Some of these reflections are beginning to gain momentum at the municipal level.
In New York, the initial proposal of a law project aimed to make available the source code of the algorithms used by government agencies and to allow citizens to test them by inserting random data to see the result returned by the algorithm. However, the approved text was quite shy of the initial suggestion since it only established a group of experts to investigate the impact of these algorithms on New Yorkers’ lives, especially whether they promote discriminatory practices.
– The duty of public sector to be actively transparent in the management of citizen data; e.g., mandatory adoption of open source software for mining its data, and algorithm audits that subject citizens to automated decision-making;
– The prohibition of personal data being traded as a consideration in the decentralization of public activity to private companies and, at the same time, ensuring public entities prioritize the adoption of privacy-enhancing technologies;
– The creation of a municipal council so that society itself can be effectively heard and influence the formulation of public policies based on personal data.

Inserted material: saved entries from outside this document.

//! The graph interpreter.
//!
//! `Stepper::advance` runs a loaded execution state forward until it reaches
//! a suspension point (choice offer, generation request) or a terminal node,
//! collecting the dialogue lines produced along the way. The resume methods
//! apply player/provider input to a suspended state and hand back to the same
//! loop.
//!
//! The stepper itself never persists anything. Relationship effects are
//! accumulated on the outcome and flushed by the caller only after the
//! execution-state commit succeeds, so a failed call leaves both the stored
//! state and the relationship record exactly as they were.

use std::sync::Arc;

use chrono::{DateTime, Timelike, Utc};
use tracing::debug;

use reverie_domain::{
    CallFrame, Choice, DialogueMode, EvalContext, ExecutionState, ExecutionStatus,
    NarrativeProgram, Node, NodeId, NodeKind, ProgramId, RelationshipDelta, RelationshipRecord,
    TimeOfDay, WorldSchema,
};
use reverie_protocol::{
    CallbackContextData, ChoiceOfferData, DialogueLineData, GenerationKind, GenerationRequestData,
    GenerationResultData, OfferedChoiceData,
};

use crate::error::RuntimeError;
use crate::infrastructure::ports::{ClockPort, DialogueGenPort, DialoguePrompt};
use crate::stores::{ProgramStore, RelationshipStore, WorldSchemaStore};

/// Per-call evaluation inputs, resolved once at the API boundary so every
/// condition in one call sees the same time of day and player input.
#[derive(Debug, Clone)]
pub struct CallContext {
    pub time_of_day: TimeOfDay,
    pub player_input: Option<String>,
}

impl CallContext {
    pub fn resolve(
        time_of_day: Option<TimeOfDay>,
        player_input: Option<String>,
        clock: &dyn ClockPort,
    ) -> Self {
        let time_of_day =
            time_of_day.unwrap_or_else(|| TimeOfDay::from_hour(clock.now().hour() as u8));
        Self {
            time_of_day,
            player_input,
        }
    }
}

/// What one advance produced: the new state plus everything to show the
/// caller.
pub struct StepOutcome {
    pub state: ExecutionState,
    pub lines: Vec<DialogueLineData>,
    pub offer: Option<ChoiceOfferData>,
    pub generation_request: Option<GenerationRequestData>,
    /// Set when the execution dead-ended (every choice gated out with no
    /// default, or every edge off a node gated out): the state has been
    /// aborted and the world's fallback line should surface to the caller as
    /// a `NoAvailableChoice` error after it is committed.
    pub dead_end_fallback: Option<String>,
    /// Relationship deltas produced by nodes and choices this call, in
    /// application order. Persisted by `flush_effects` after the state
    /// commit; until then only the in-call working record saw them.
    pub effects: Vec<RelationshipDelta>,
}

/// In-call working copy of the relationship record. Effects land here first
/// so later conditions in the same call see them; the deltas themselves are
/// carried out on the outcome and persisted only once the state commit won.
struct EffectLedger {
    schema: Arc<WorldSchema>,
    record: RelationshipRecord,
    pending: Vec<RelationshipDelta>,
}

impl EffectLedger {
    fn apply(&mut self, delta: &RelationshipDelta, now: DateTime<Utc>) {
        self.record.apply_delta(&self.schema, delta, now);
        self.pending.push(delta.clone());
    }

    fn eval<'a>(&'a self, ctx: &'a CallContext) -> EvalContext<'a> {
        EvalContext::for_record(
            &self.schema,
            &self.record,
            ctx.time_of_day,
            ctx.player_input.as_deref(),
        )
    }
}

/// Where edge-following left the execution.
enum EdgeStep {
    /// Moved to the next node; keep stepping.
    Moved,
    /// The program (and every caller frame) ran out at a terminal node.
    Finished,
    /// The node has outgoing edges but every one was gated out: the state
    /// was aborted and the fallback line carries to the caller.
    DeadEnd(String),
}

pub struct Stepper {
    programs: Arc<ProgramStore>,
    relationships: Arc<RelationshipStore>,
    schemas: Arc<WorldSchemaStore>,
    dialogue_gen: Arc<dyn DialogueGenPort>,
    clock: Arc<dyn ClockPort>,
    max_call_depth: usize,
    step_budget: u32,
}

As a general balance, there is a fertile ground to be covered that approximates the field of personal data protection and administrative law. This interface seems to gain traction when it is discussed at the local level as part of a larger reflection on what kind of smart cities people want.
In 2017, in spite of the realization of public hearings and of an international seminar to subsidize the work of the Special Commission of the Chamber of Deputies on Privacy Bills (Bill 4060/2012 and Bill 5276 ), as well as the new draft of Bill 330/2013 at the Senate, it was expected that the agenda of a comprehensive personal data protection law would advance further in the National Congress.
During the VIII Seminar of Protection to Privacy and Personal Data, the Rapporteur of the Special Commission on Privacy of the Chamber of Deputies himself, Deputy Orlando Silva (PCdoB / SP), confessed that the denouncement against the president of the republic and the political reform took over the political debate. Because of this, the long awaited report of the Special Commission was postponed to this year.
If the understanding on the matter was already complex, what will be said now, in the middle of the election year and with the welfare reformheading the political agenda in the first half of the year? And at a time of intense economic-fiscal crisis, we cannot lose sight of how difficult the debate has been on the creation of a data protection authority, which would generate more expenses and would not align with austerity measures that should be taken.
This political and economic situation is a proverbial bucket of cold water on the prospect that Brazil could finally have a comprehensive personal data protection in 2018, never mind one with an institutional arrangement – data protection authority – capable of bringing legal certainty in the enforcement of these rules if they ever come to exist.
On the other hand, this is a propitious year for the whole Brazilian society to demand and cover political commitments and government programs that are related to the socioeconomic development of the country. A comprehensive personal data protection law and the creation of a trustworthy authority as a watchdog of data protection rules can and should be capitalized on politically. Perhaps, thus, we can turn over the “key” of Brazil’s regulatory backwardness in this agenda.